== Extracted records ==
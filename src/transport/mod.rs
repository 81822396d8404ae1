//! HTTP transport layer.
//!
//! A transport performs exactly one HTTP exchange. It knows nothing about
//! signing or retries; those belong to the executor.

mod body;

pub use body::{
    ByteStream, LengthChecked, RequestBody, ResponseStream, SingleUseBody, StreamFactory,
    TransportBody,
};
pub(crate) use body::AttemptBody;

use crate::config::S3Config;
use crate::error::{ConfigurationError, NetworkError, PreconditionError, S3Error, TransferError};
use async_trait::async_trait;
use bytes::{Bytes, BytesMut};
use futures::StreamExt;
use http::Method;
use std::collections::HashMap;
use std::fmt;
use std::io;
use std::time::Duration;
use url::Url;

/// One outbound exchange, already addressed and signed.
#[derive(Debug)]
pub struct HttpRequest {
    /// Verb.
    pub method: Method,
    /// Fully resolved URL, query included.
    pub url: Url,
    /// Lowercase header names.
    pub headers: HashMap<String, String>,
    /// Payload for this attempt.
    pub body: TransportBody,
    /// Hand back a 2xx body as a stream rather than reading it to the end.
    pub stream_response: bool,
}

impl HttpRequest {
    /// Bodiless request.
    pub fn new(method: Method, url: Url) -> Self {
        Self {
            method,
            url,
            headers: HashMap::new(),
            body: TransportBody::Empty,
            stream_response: false,
        }
    }

    /// Attach an in-memory payload.
    pub fn with_body(mut self, body: impl Into<Bytes>) -> Self {
        self.body = TransportBody::Bytes(body.into());
        self
    }

    /// Set `name` to `value`, replacing any earlier value.
    pub fn with_header(mut self, name: impl Into<String>, value: impl Into<String>) -> Self {
        self.headers.insert(name.into(), value.into());
        self
    }
}

/// Body of a received response.
pub enum ResponseBody {
    /// Fully read body.
    Buffered(Bytes),
    /// Body still being received; dropping it closes the stream.
    Streaming(ResponseStream),
}

impl ResponseBody {
    /// Read the whole body into memory.
    pub async fn collect(self) -> Result<Bytes, S3Error> {
        match self {
            ResponseBody::Buffered(bytes) => Ok(bytes),
            ResponseBody::Streaming(mut stream) => {
                let mut buf = BytesMut::new();
                while let Some(chunk) = stream.next().await {
                    buf.extend_from_slice(&chunk.map_err(stream_error)?);
                }
                Ok(buf.freeze())
            }
        }
    }

    /// Turn the body into a stream.
    pub fn into_stream(self) -> ResponseStream {
        match self {
            ResponseBody::Buffered(bytes) => {
                Box::pin(futures::stream::once(async move { Ok(bytes) }))
            }
            ResponseBody::Streaming(stream) => stream,
        }
    }

    /// The buffered bytes, if the body was buffered.
    pub fn as_bytes(&self) -> Option<&Bytes> {
        match self {
            ResponseBody::Buffered(bytes) => Some(bytes),
            ResponseBody::Streaming(_) => None,
        }
    }
}

impl fmt::Debug for ResponseBody {
    fn fmt(&self, f: &mut fmt::Formatter<'_>) -> fmt::Result {
        match self {
            ResponseBody::Buffered(b) => write!(f, "Buffered({} bytes)", b.len()),
            ResponseBody::Streaming(_) => f.write_str("Streaming"),
        }
    }
}

/// Map a body stream failure to the client error taxonomy.
///
/// A body that ended before its advertised length is a transfer error. A
/// stalled body is a timeout; any other stream failure is a connectivity
/// error.
pub fn stream_error(error: io::Error) -> S3Error {
    if let Some(TransferError::IncompleteBody { expected, received }) = error
        .get_ref()
        .and_then(|inner| inner.downcast_ref::<TransferError>())
    {
        return S3Error::Transfer(TransferError::IncompleteBody {
            expected: *expected,
            received: *received,
        });
    }
    if let Some(NetworkError::Timeout { duration }) = error
        .get_ref()
        .and_then(|inner| inner.downcast_ref::<NetworkError>())
    {
        return S3Error::Connectivity(NetworkError::Timeout {
            duration: *duration,
        });
    }
    S3Error::Connectivity(NetworkError::Body {
        message: error.to_string(),
    })
}

/// Status, headers and body of one exchange.
#[derive(Debug)]
pub struct HttpResponse {
    /// Status code.
    pub status: u16,
    /// Lowercase header names.
    pub headers: HashMap<String, String>,
    /// Payload, buffered or streaming.
    pub body: ResponseBody,
}

impl HttpResponse {
    /// Response whose body is already in memory.
    pub fn new(status: u16, headers: HashMap<String, String>, body: impl Into<Bytes>) -> Self {
        Self {
            status,
            headers,
            body: ResponseBody::Buffered(body.into()),
        }
    }

    /// `true` for any 2xx status.
    pub fn is_success(&self) -> bool {
        matches!(self.status, 200..=299)
    }

    /// Header lookup that ignores ASCII case.
    pub fn get_header(&self, name: &str) -> Option<&str> {
        self.headers
            .iter()
            .find_map(|(k, v)| k.eq_ignore_ascii_case(name).then_some(v.as_str()))
    }

    /// `x-amz-request-id`, when the service sent one.
    pub fn request_id(&self) -> Option<&str> {
        self.get_header("x-amz-request-id")
    }

    /// Parsed `content-length`.
    pub fn content_length(&self) -> Option<u64> {
        self.get_header("content-length")?.trim().parse().ok()
    }

    /// Quoted `etag`.
    pub fn etag(&self) -> Option<&str> {
        self.get_header("etag")
    }

    /// Drain the body into memory.
    pub async fn into_bytes(self) -> Result<Bytes, S3Error> {
        self.body.collect().await
    }
}

/// Performs a single HTTP exchange.
#[async_trait]
pub trait HttpTransport: Send + Sync {
    /// Send `request` once.
    ///
    /// Any status, 4xx and 5xx included, comes back as `Ok`. `Err` means no
    /// response was received at all.
    async fn send(&self, request: HttpRequest) -> Result<HttpResponse, S3Error>;
}

/// [`HttpTransport`] over a pooled `reqwest` client.
pub struct ReqwestTransport {
    client: reqwest::Client,
    read_timeout: Duration,
}

impl ReqwestTransport {
    /// Transport tuned with the default [`S3Config`].
    pub fn new() -> Result<Self, S3Error> {
        Self::from_config(&S3Config::default())
    }

    /// Transport using the timeouts, pool limits, TLS mode and user agent
    /// of `config`.
    ///
    /// `read_timeout` limits the wait for response headers and for each
    /// body chunk, so long streaming transfers are not cut off.
    pub fn from_config(config: &S3Config) -> Result<Self, S3Error> {
        let client = reqwest::Client::builder()
            .connect_timeout(config.connect_timeout)
            .pool_max_idle_per_host(config.max_connections)
            .pool_idle_timeout(config.idle_timeout)
            .danger_accept_invalid_certs(!config.verify_ssl)
            .user_agent(config.user_agent.as_str())
            .build()
            .map_err(|e| ConfigurationError::Transport {
                message: e.to_string(),
            })?;

        Ok(Self {
            client,
            read_timeout: config.read_timeout,
        })
    }

    fn classify(&self, error: reqwest::Error) -> S3Error {
        let message = error.to_string();
        if error.is_builder() {
            PreconditionError::Validation {
                message: format!("request could not be built: {}", message),
            }
            .into()
        } else if error.is_timeout() {
            NetworkError::Timeout {
                duration: self.read_timeout,
            }
            .into()
        } else if error.is_connect() {
            NetworkError::ConnectionFailed { message }.into()
        } else {
            NetworkError::ConnectionReset { message }.into()
        }
    }
}

#[async_trait]
impl HttpTransport for ReqwestTransport {
    async fn send(&self, request: HttpRequest) -> Result<HttpResponse, S3Error> {
        let HttpRequest {
            method,
            url,
            headers,
            body,
            stream_response,
        } = request;

        let outbound = headers.iter().fold(
            self.client.request(method, url),
            |builder, (name, value)| builder.header(name.as_str(), value.as_str()),
        );
        let outbound = match body {
            TransportBody::Empty => outbound,
            TransportBody::Bytes(bytes) => outbound.body(bytes),
            TransportBody::Stream(stream) => outbound.body(reqwest::Body::wrap_stream(stream)),
        };

        // `read_timeout` bounds the wait for headers and each gap between
        // body chunks, never the transfer as a whole.
        let response = tokio::time::timeout(self.read_timeout, outbound.send())
            .await
            .map_err(|_| NetworkError::Timeout {
                duration: self.read_timeout,
            })?
            .map_err(|e| self.classify(e))?;

        let status = response.status();
        let headers = response
            .headers()
            .iter()
            .map(|(name, value)| {
                (
                    name.as_str().to_string(),
                    String::from_utf8_lossy(value.as_bytes()).into_owned(),
                )
            })
            .collect();

        let streaming = stream_response && status.is_success();
        let expected = if streaming {
            response.content_length()
        } else {
            None
        };
        let chunks = LengthChecked::new(
            response
                .bytes_stream()
                .map(|chunk| chunk.map_err(|e| io::Error::new(io::ErrorKind::Other, e))),
            expected,
        )
        .with_idle_timeout(self.read_timeout);
        let body = if streaming {
            ResponseBody::Streaming(Box::pin(chunks))
        } else {
            ResponseBody::Streaming(Box::pin(chunks)).collect().await.map(ResponseBody::Buffered)?
        };

        Ok(HttpResponse {
            status: status.as_u16(),
            headers,
            body,
        })
    }
}

impl fmt::Debug for ReqwestTransport {
    fn fmt(&self, f: &mut fmt::Formatter<'_>) -> fmt::Result {
        f.debug_struct("ReqwestTransport")
            .field("read_timeout", &self.read_timeout)
            .finish_non_exhaustive()
    }
}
===
Directions => Please print the records above exactly from their first line. End with the line containing "pub struct HttpRequest", and include it.

Solution =>
filename src/transport/mod.rs
repository 81822396d8404ae1
//! HTTP transport layer.
//!
//! A transport performs exactly one HTTP exchange. It knows nothing about
//! signing or retries; those belong to the executor.

mod body;

pub use body::{
    ByteStream, LengthChecked, RequestBody, ResponseStream, SingleUseBody, StreamFactory,
    TransportBody,
};
pub(crate) use body::AttemptBody;

use crate::config::S3Config;
use crate::error::{ConfigurationError, NetworkError, PreconditionError, S3Error, TransferError};
use async_trait::async_trait;
use bytes::{Bytes, BytesMut};
use futures::StreamExt;
use http::Method;
use std::collections::HashMap;
use std::fmt;
use std::io;
use std::time::Duration;
use url::Url;

/// One outbound exchange, already addressed and signed.
#[derive(Debug)]
pub struct HttpRequest {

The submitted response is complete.